FoodShare recipients should see another bump in benefits, starting Oct. 1, that will continue through at least Sept. 30, 2022.
The U.S. Department of Agriculture has set a 25% increase in Supplemental Nutrition Assistance Program benefits, or SNAP, compared to pre-pandemic levels.
However, FoodShare recipients in Wisconsin currently receiving the maximum amount of benefits per month will get only about 6% more benefits per month than they will receive in September.
This is due to current temporary increases in FoodShare benefits expiring on Sept. 30. This increase began in January and was set to expire at the end of this month.
A breakdown of the maximum amount FoodShare recipients are receiving now compared to what they will receive in October by household size is across.
Recipients receiving less than the maximum amount per month will see their benefits increase by up to 6% compared to now, but the exact amount will vary on factors including monthly income.
Households currently receiving FoodShare are also currently receiving additional emergency benefits that total either an additional $95 or enough to bring them up to the maximum amount for their household size, whichever increase is greater.

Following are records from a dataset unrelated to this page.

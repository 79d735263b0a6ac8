//! Error types for .jeo model decoding and validation.

use thiserror::Error;

/// Errors produced while reading, writing or validating a .jeo model.
#[derive(Error, Debug)]
pub enum FormatError {
    /// I/O error reading or writing a file.
    #[error("I/O error: {0}")]
    Io(#[from] std::io::Error),

    /// Malformed JSON or a JSON shape that does not match the schema.
    #[error("JSON error: {0}")]
    Json(#[from] serde_json::Error),

    /// A pre-2.0 file using the retired positional encoding.
    #[error("jeo files with version {major}.{minor} are no longer supported")]
    LegacyVersion {
        /// Major version found in the file.
        major: u64,
        /// Minor version found in the file.
        minor: u64,
    },

    /// A version this reader does not understand.
    #[error("unsupported jeo version number: {major}.{minor}")]
    UnsupportedVersion {
        /// Major version found in the file.
        major: u64,
        /// Minor version found in the file.
        minor: u64,
    },

    /// An entity references a pool entry that does not exist.
    #[error("{pool} index {index} out of range (pool has {len} entries)")]
    IndexOutOfRange {
        /// Name of the pool the index points into.
        pool: &'static str,
        /// The offending index.
        index: u64,
        /// Number of entries in the pool.
        len: usize,
    },

    /// A polyline's bulge count does not match its point-index count.
    #[error("size of points and bulges must be equal (points {points}, bulges {bulges})")]
    BulgeCountMismatch {
        /// Number of point indices stored on the polyline.
        points: usize,
        /// Number of bulge values stored on the polyline.
        bulges: usize,
    },
}
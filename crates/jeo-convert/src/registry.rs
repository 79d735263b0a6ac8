//! Deduplicating pool insertion.
//!
//! The indexed model shares pool entries between entities, so every
//! insertion first scans for an entry the candidate may reuse. The scan is
//! front to back and the first match wins, which makes pool order a function
//! of entity order alone.

/// Insert `candidate` into `pool` unless an existing entry matches it, and
/// return the index of the entry the caller should reference.
///
/// `matches` is called as `matches(existing, candidate)`. For exact pools
/// (colors, tags) it is plain equality; the point pool passes a tolerant
/// distance predicate instead, so coordinates within tolerance of an earlier
/// entry snap to that entry's index.
pub fn insert_or_reuse<T>(
    pool: &mut Vec<T>,
    candidate: T,
    matches: impl Fn(&T, &T) -> bool,
) -> u64 {
    for (index, existing) in pool.iter().enumerate() {
        if matches(existing, &candidate) {
            return index as u64;
        }
    }
    pool.push(candidate);
    (pool.len() - 1) as u64
}
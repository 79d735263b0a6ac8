//! Error type for DXF import/export.

use thiserror::Error;

/// Errors produced while loading or saving a DXF file.
#[derive(Error, Debug)]
pub enum DxfError {
    /// The underlying DXF parser or writer failed.
    #[error("DXF error: {0}")]
    Dxf(#[from] dxf::DxfError),
}
pub mod fetch;
pub mod index;
pub mod list;
pub mod tiles;

use anyhow::{Context, Result};
use hgtfetch::{Ring, Source};
use std::path::Path;

/// Parse the `--source` selections, preserving order.
pub fn parse_sources(sources: &[String]) -> Result<Vec<Source>> {
    sources
        .iter()
        .map(|s| s.parse::<Source>().map_err(anyhow::Error::msg))
        .collect()
}

/// Load polygon rings from a GeoJSON file holding a Polygon or
/// MultiPolygon (bare geometry, feature or feature collection).
pub fn load_polygon(path: &Path) -> Result<Vec<Ring>> {
    let text = std::fs::read_to_string(path)
        .with_context(|| format!("failed to read polygon file {}", path.display()))?;
    let geojson: geojson::GeoJson = text
        .parse()
        .with_context(|| format!("{} is not valid GeoJSON", path.display()))?;

    let mut rings = Vec::new();
    match geojson {
        geojson::GeoJson::Geometry(geometry) => {
            rings.extend(hgtfetch::geojson::polygon_rings(&geometry)?);
        }
        geojson::GeoJson::Feature(feature) => {
            let geometry = feature
                .geometry
                .context("polygon feature has no geometry")?;
            rings.extend(hgtfetch::geojson::polygon_rings(&geometry)?);
        }
        geojson::GeoJson::FeatureCollection(collection) => {
            for feature in collection.features {
                if let Some(geometry) = feature.geometry {
                    rings.extend(hgtfetch::geojson::polygon_rings(&geometry)?);
                }
            }
        }
    }

    anyhow::ensure!(
        !rings.is_empty(),
        "{} contains no polygon rings",
        path.display()
    );
    Ok(rings)
}
//! Basic example demonstrating tile selection.
//!
//! Run with: cargo run --example select -- 10:20:12:22

use hgtfetch::{select_tiles, BoundingBox, FetchError};
use std::env;

fn main() -> Result<(), FetchError> {
    let area = env::args().nth(1).unwrap_or_else(|| {
        eprintln!("Usage: cargo run --example select -- minLon:minLat:maxLon:maxLat");
        std::process::exit(1);
    });

    let bbox = BoundingBox::from_area(&area, 0.0, 0.0)?;
    println!(
        "Bounding box: {}..{} lon, {}..{} lat",
        bbox.min_lon, bbox.max_lon, bbox.min_lat, bbox.max_lat
    );

    // A polygon restricting the area to roughly its lower-left triangle
    let ring = vec![
        (f64::from(bbox.min_lon), f64::from(bbox.min_lat)),
        (f64::from(bbox.max_lon), f64::from(bbox.min_lat)),
        (f64::from(bbox.min_lon), f64::from(bbox.max_lat)),
        (f64::from(bbox.min_lon), f64::from(bbox.min_lat)),
    ];
    let rings = [ring];

    println!("\nWithout polygon:");
    for (name, _) in select_tiles(&bbox, None, 0.0, 0.0) {
        println!("  {name}");
    }

    println!("\nRestricted to the lower-left triangle:");
    for (name, needs_check) in select_tiles(&bbox, Some(&rings), 0.0, 0.0) {
        let suffix = if needs_check { " (needs polygon check)" } else { "" };
        println!("  {name}{suffix}");
    }

    Ok(())
}
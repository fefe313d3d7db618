//! Versioned source indices.
//!
//! Each source caches what the remote side currently provides in a flat
//! text file so tile resolution does not hit the network every time. The
//! first line is a version header:
//!
//! ```text
//! # SRTM3 index file, VERSION=2
//! ```
//!
//! followed by alternating `[section]` headers and member lines. For the
//! SRTM source the sections are listing categories and the members archive
//! filenames; for the viewfinder source the sections are archive URLs and
//! the members tile names. Both layouts share one [`Index`] type: parsing,
//! version validation and deterministic rewriting are identical, only the
//! meaning of section and member differs.
//!
//! An index whose on-disk version differs from the version this build
//! requires is stale; [`IndexStore`] rebuilds it from the remote listing
//! before returning any data.

use std::collections::BTreeMap;
use std::fs;
use std::io::ErrorKind;
use std::path::{Path, PathBuf};

use tracing::{info, warn};

use crate::config::Config;
use crate::error::{FetchError, Result};
use crate::filename::tile_name;
use crate::listing::RemoteListing;
use crate::source::{Resolution, Source, SourceKind};

/// A parsed index: a schema version and ordered sections of member lines.
#[derive(Debug, Clone, PartialEq, Eq)]
pub struct Index {
    pub version: u32,
    sections: BTreeMap<String, Vec<String>>,
}

impl Index {
    pub fn new(version: u32) -> Self {
        Self {
            version,
            sections: BTreeMap::new(),
        }
    }

    /// Add an empty section if it does not exist yet.
    pub fn add_section(&mut self, section: impl Into<String>) {
        self.sections.entry(section.into()).or_default();
    }

    /// Append a member to a section, creating the section if needed.
    pub fn push(&mut self, section: &str, member: impl Into<String>) {
        self.sections
            .entry(section.to_string())
            .or_default()
            .push(member.into());
    }

    /// Replace a section's members wholesale.
    pub fn set_section(&mut self, section: &str, members: Vec<String>) {
        self.sections.insert(section.to_string(), members);
    }

    /// Members of one section, if present.
    pub fn section_members(&self, section: &str) -> Option<&[String]> {
        self.sections.get(section).map(Vec::as_slice)
    }

    /// Iterate sections in sorted order.
    pub fn sections(&self) -> impl Iterator<Item = (&str, &[String])> {
        self.sections
            .iter()
            .map(|(section, members)| (section.as_str(), members.as_slice()))
    }

    /// Section owning the first occurrence of a member.
    pub fn section_of(&self, member: &str) -> Option<&str> {
        self.sections
            .iter()
            .find(|(_, members)| members.iter().any(|m| m == member))
            .map(|(section, _)| section.as_str())
    }

    /// Whether any section lists the member.
    pub fn contains(&self, member: &str) -> bool {
        self.section_of(member).is_some()
    }

    /// Parse index text. The version comes from the first `#` comment
    /// line; a file without one is treated as version 1. Comment and
    /// blank lines are stripped; members before any section header are
    /// ignored.
    pub fn parse(text: &str) -> Self {
        let version = text
            .lines()
            .find(|line| line.starts_with('#'))
            .and_then(|line| {
                line.replace('#', "")
                    .split_whitespace()
                    .last()?
                    .rsplit('=')
                    .next()?
                    .parse()
                    .ok()
            })
            .unwrap_or(1);

        let mut index = Index::new(version);
        let mut current: Option<String> = None;
        for line in text.lines() {
            let line = line.trim();
            if line.is_empty() || line.starts_with('#') {
                continue;
            }
            if line.starts_with('[') && line.ends_with(']') {
                let section = line[1..line.len() - 1].to_string();
                index.add_section(section.clone());
                current = Some(section);
            } else if let Some(section) = &current {
                index.push(section, line);
            }
        }
        index
    }

    /// Read and parse an index file.
    pub fn read(path: &Path) -> Result<Self> {
        Ok(Self::parse(&fs::read_to_string(path)?))
    }

    /// Serialize deterministically: header, then sections in sorted order
    /// with their members.
    pub fn write(&self, path: &Path, label: &str) -> Result<()> {
        let mut text = format!("# {} index file, VERSION={}\n", label, self.version);
        for (section, members) in self.sections() {
            text.push_str(&format!("[{section}]\n"));
            for member in members {
                text.push_str(member);
                text.push('\n');
            }
        }
        fs::write(path, text)?;
        Ok(())
    }
}

/// Loads, regenerates and reconciles the cached source indices.
///
/// Remote content comes in through the [`RemoteListing`] seam, so the
/// versioning and regeneration protocol is testable without a network.
pub struct IndexStore<'a> {
    cfg: &'a Config,
    listing: &'a dyn RemoteListing,
}

impl<'a> IndexStore<'a> {
    pub fn new(cfg: &'a Config, listing: &'a dyn RemoteListing) -> Self {
        Self { cfg, listing }
    }

    /// Load the index for a source, rebuilding it first when the file is
    /// absent or carries a stale version.
    pub fn load(&self, source: Source) -> Result<Index> {
        let path = self.cfg.index_path(source);
        let stale = match Index::read(&path) {
            Ok(index) => index.version != source.index_version(),
            Err(FetchError::Io(e)) if e.kind() == ErrorKind::NotFound => true,
            Err(e) => return Err(e),
        };
        if stale {
            info!("creating new version of index file for source {source}");
            self.regenerate(source)?;
        }
        let index = Index::read(&path)?;
        if index.version != source.index_version() {
            return Err(FetchError::IndexVersion {
                path,
                expected: source.index_version(),
                found: index.version,
            });
        }
        Ok(index)
    }

    /// Rebuild one index from the remote listing and write it to disk.
    pub fn regenerate(&self, source: Source) -> Result<()> {
        let path = self.cfg.index_path(source);
        info!("generating index in {}", path.display());
        let index = match source.kind {
            SourceKind::Srtm => self.build_srtm_index(source)?,
            SourceKind::View => self.build_view_index(source)?,
        };
        index.write(&path, source.subdir())?;
        Ok(())
    }

    /// Rebuild all four indices.
    pub fn regenerate_all(&self) -> Result<()> {
        for source in Source::ALL {
            self.regenerate(source)?;
        }
        Ok(())
    }

    /// One section per listing category, holding the archive filenames
    /// found in that category's directory listing.
    fn build_srtm_index(&self, source: Source) -> Result<Index> {
        let server = self.cfg.srtm_server(source.resolution);
        let mut index = Index::new(source.index_version());
        for dir in self.cfg.srtm_dirs(source.resolution) {
            index.add_section(dir.clone());
            let url = format!("{server}/{dir}");
            for archive in self.listing.archive_names(&url)? {
                index.push(dir, archive);
            }
        }
        Ok(index)
    }

    /// One section per archive URL on the coverage-map page, holding the
    /// names of the tiles the page claims the archive covers.
    fn build_view_index(&self, source: Source) -> Result<Index> {
        let url = self.cfg.view_coverage_url(source.resolution);
        let mut owner: BTreeMap<String, String> = BTreeMap::new();
        for area in self.listing.coverage_areas(&url)? {
            let Some((left, top, right, bottom)) = parse_map_coords(&area.coords) else {
                warn!("skipping coverage area with malformed coords {:?}", area.coords);
                continue;
            };
            for name in coverage_tile_names(left, top, right, bottom, source.resolution) {
                owner.insert(name, area.href.clone());
            }
        }
        let mut index = Index::new(source.index_version());
        for (name, archive_url) in owner {
            index.push(&archive_url, name.to_uppercase());
        }
        Ok(index)
    }

    /// After an archive has been unpacked, replace its section with the
    /// tiles actually found inside. Heals drift between what the coverage
    /// map claims and what the archive truly contains.
    pub fn reconcile_view(&self, resolution: Resolution, url: &str, actual: &[String]) -> Result<()> {
        let source = Source {
            kind: SourceKind::View,
            resolution,
        };
        let path = self.cfg.index_path(source);
        if !path.exists() {
            warn!("cannot update index file {}: not there", path.display());
            return Ok(());
        }
        let mut index = self.load(source)?;
        let Some(members) = index.section_members(url) else {
            warn!("no such url in index {}: {url}", path.display());
            return Ok(());
        };
        let mut current = members.to_vec();
        current.sort();
        let mut actual = actual.to_vec();
        actual.sort();
        if current != actual {
            info!("updating index in {}", path.display());
            index.set_section(url, actual);
            index.write(&path, source.subdir())?;
        }
        Ok(())
    }
}

/// Parse an image-map `coords` attribute `left,top,right,bottom`.
fn parse_map_coords(coords: &str) -> Option<(i32, i32, i32, i32)> {
    let mut parts = coords.split(',').map(|c| c.trim().parse::<i32>());
    let left = parts.next()?.ok()?;
    let top = parts.next()?.ok()?;
    let right = parts.next()?.ok()?;
    let bottom = parts.next()?.ok()?;
    if parts.next().is_some() {
        return None;
    }
    Some((left, top, right, bottom))
}

/// Convert a coverage-map pixel rectangle to the names of the tiles it
/// spans. The map graphic is scaled per resolution (1800 px per 360° for
/// the 3 arc-second map, 2000 px for the 1 arc-second map), with pixel
/// positions rounded half-up to degree lines.
fn coverage_tile_names(
    left: i32,
    top: i32,
    right: i32,
    bottom: i32,
    resolution: Resolution,
) -> Vec<String> {
    let pixels_per_degree = match resolution {
        Resolution::Arc3 => 1800.0 / 360.0,
        Resolution::Arc1 => 2000.0 / 360.0,
    };
    let to_lon = |px: i32| (f64::from(px) / pixels_per_degree + 0.5) as i32 - 180;
    let to_lat = |px: i32| 90 - (f64::from(px) / pixels_per_degree + 0.5) as i32;
    let west = to_lon(left);
    let east = to_lon(right);
    let south = to_lat(bottom);
    let north = to_lat(top);

    let mut names = Vec::new();
    for lon in west..east {
        for lat in south..north {
            names.push(tile_name(lon, lat));
        }
    }
    names
}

This additional benefit is approved monthly by the U.S. Department of Agriculture, based both on whether the federal and state public health emergencies are in effect and that one of the following conditions are met:
• Residents of the state are confirmed to have contracted COVID-19
• Some or all areas of the state are containment or quarantine zones
• Businesses have closed or significantly reduced their hours
• The state’s residents have experienced economic impacts due to job suspensions or losses
• The state’s residents have been directed to practice social distancing
Currently, both the federal and state public health emergencies are still in effect. However, this is not guaranteed to be true when the program is under review for October.
Elizabeth Goodsitt, communications specialist at the Wisconsin Department of Health Services, said in an email that benefit increases are due to cost-of-living adjustments that are conducted annually and are unrelated to the COVID-19 pandemic.
The cost-of-living adjustments are the first change to the U.S. Department of Agriculture’s formula for calculating the cost of food in 45 years.